[What is needed]
Give back all the entries below. Omit none of them.

[Collection entries]
use ratatui::crossterm::event::{self, Event, KeyCode, KeyEvent, KeyEventKind, KeyModifiers};
use std::io;
use std::time::Duration;

use super::state::App;

/// Short enough that debounced searches fire close to their deadline
const EVENT_POLL_TIMEOUT: Duration = Duration::from_millis(10);

impl App {
    /// Handle events and update application state
    pub fn handle_events(&mut self) -> io::Result<()> {
        self.poll_background();

        if event::poll(EVENT_POLL_TIMEOUT)? {
            match event::read()? {
                // Check that it's a key press event to avoid duplicates
                Event::Key(key_event) if key_event.kind == KeyEventKind::Press => {
                    self.handle_key_event(key_event);
                }
                Event::Paste(text) => {
                    self.handle_paste_event(&text);
                }
                Event::Resize(_, _) => self.mark_dirty(),
                _ => {}
            }
        }
        Ok(())
    }

    /// Insert pasted text as a single edit; fields are single-line
    pub fn handle_paste_event(&mut self, text: &str) {
        let text = text.replace(['\r', '\n'], " ");
        let focus = self.form.focused_index();
        if let Some(field) = self.form.focused_field_mut() {
            field.textarea.insert_str(text);
        }
        self.on_field_changed(focus);
        self.mark_dirty();
    }

    pub fn handle_key_event(&mut self, key: KeyEvent) {
        self.mark_dirty();

        if key.modifiers.contains(KeyModifiers::CONTROL) {
            match key.code {
                KeyCode::Char('c') => {
                    self.should_quit = true;
                    return;
                }
                KeyCode::Char('s') => {
                    self.submitted = true;
                    self.should_quit = true;
                    return;
                }
                _ => {}
            }
        }

        match key.code {
            KeyCode::Esc => {
                if self.popup_visible() {
                    self.hide_popup();
                } else {
                    self.should_quit = true;
                }
            }
            KeyCode::Down if self.popup_visible() => {
                if let Some(popup) = self.active_popup_mut() {
                    popup.select_next();
                }
            }
            KeyCode::Up if self.popup_visible() => {
                if let Some(popup) = self.active_popup_mut() {
                    popup.select_previous();
                }
            }
            KeyCode::Enter | KeyCode::Tab => {
                if !self.accept_suggestion() {
                    self.form.focus_next();
                }
            }
            KeyCode::BackTab => {
                self.hide_popup();
                self.form.focus_previous();
            }
            _ => self.handle_field_key(key),
        }
    }

    /// Let the focused text field edit itself, then refresh its suggestions
    fn handle_field_key(&mut self, key: KeyEvent) {
        let focus = self.form.focused_index();
        let changed = match self.form.focused_field_mut() {
            Some(field) => {
                let before = field.value().to_string();
                field.textarea.input(key);
                field.value() != before
            }
            None => false,
        };

        if changed {
            self.on_field_changed(focus);
        }
    }
}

[Problem solution]
use ratatui::crossterm::event::{self, Event, KeyCode, KeyEvent, KeyEventKind, KeyModifiers};
use std::io;
use std::time::Duration;

use super::state::App;

/// Short enough that debounced searches fire close to their deadline
const EVENT_POLL_TIMEOUT: Duration = Duration::from_millis(10);

impl App {
    /// Handle events and update application state
    pub fn handle_events(&mut self) -> io::Result<()> {
        self.poll_background();

        if event::poll(EVENT_POLL_TIMEOUT)? {
            match event::read()? {
                // Check that it's a key press event to avoid duplicates
                Event::Key(key_event) if key_event.kind == KeyEventKind::Press => {
                    self.handle_key_event(key_event);
                }
                Event::Paste(text) => {
                    self.handle_paste_event(&text);
                }
                Event::Resize(_, _) => self.mark_dirty(),
                _ => {}
            }
        }
        Ok(())
    }

    /// Insert pasted text as a single edit; fields are single-line
    pub fn handle_paste_event(&mut self, text: &str) {
        let text = text.replace(['\r', '\n'], " ");
        let focus = self.form.focused_index();
        if let Some(field) = self.form.focused_field_mut() {
            field.textarea.insert_str(text);
        }
        self.on_field_changed(focus);
        self.mark_dirty();
    }

    pub fn handle_key_event(&mut self, key: KeyEvent) {
        self.mark_dirty();

        if key.modifiers.contains(KeyModifiers::CONTROL) {
            match key.code {
                KeyCode::Char('c') => {
                    self.should_quit = true;
                    return;
                }
                KeyCode::Char('s') => {
                    self.submitted = true;
                    self.should_quit = true;
                    return;
                }
                _ => {}
            }
        }

        match key.code {
            KeyCode::Esc => {
                if self.popup_visible() {
                    self.hide_popup();
                } else {
                    self.should_quit = true;
                }
            }
            KeyCode::Down if self.popup_visible() => {
                if let Some(popup) = self.active_popup_mut() {
                    popup.select_next();
                }
            }
            KeyCode::Up if self.popup_visible() => {
                if let Some(popup) = self.active_popup_mut() {
                    popup.select_previous();
                }
            }
            KeyCode::Enter | KeyCode::Tab => {
                if !self.accept_suggestion() {
                    self.form.focus_next();
                }
            }
            KeyCode::BackTab => {
                self.hide_popup();
                self.form.focus_previous();
            }
            _ => self.handle_field_key(key),
        }
    }

    /// Let the focused text field edit itself, then refresh its suggestions
    fn handle_field_key(&mut self, key: KeyEvent) {
        let focus = self.form.focused_index();
        let changed = match self.form.focused_field_mut() {
            Some(field) => {
                let before = field.value().to_string();
                field.textarea.input(key);
                field.value() != before
            }
            None => false,
        };

        if changed {
            self.on_field_changed(focus);
        }
    }
}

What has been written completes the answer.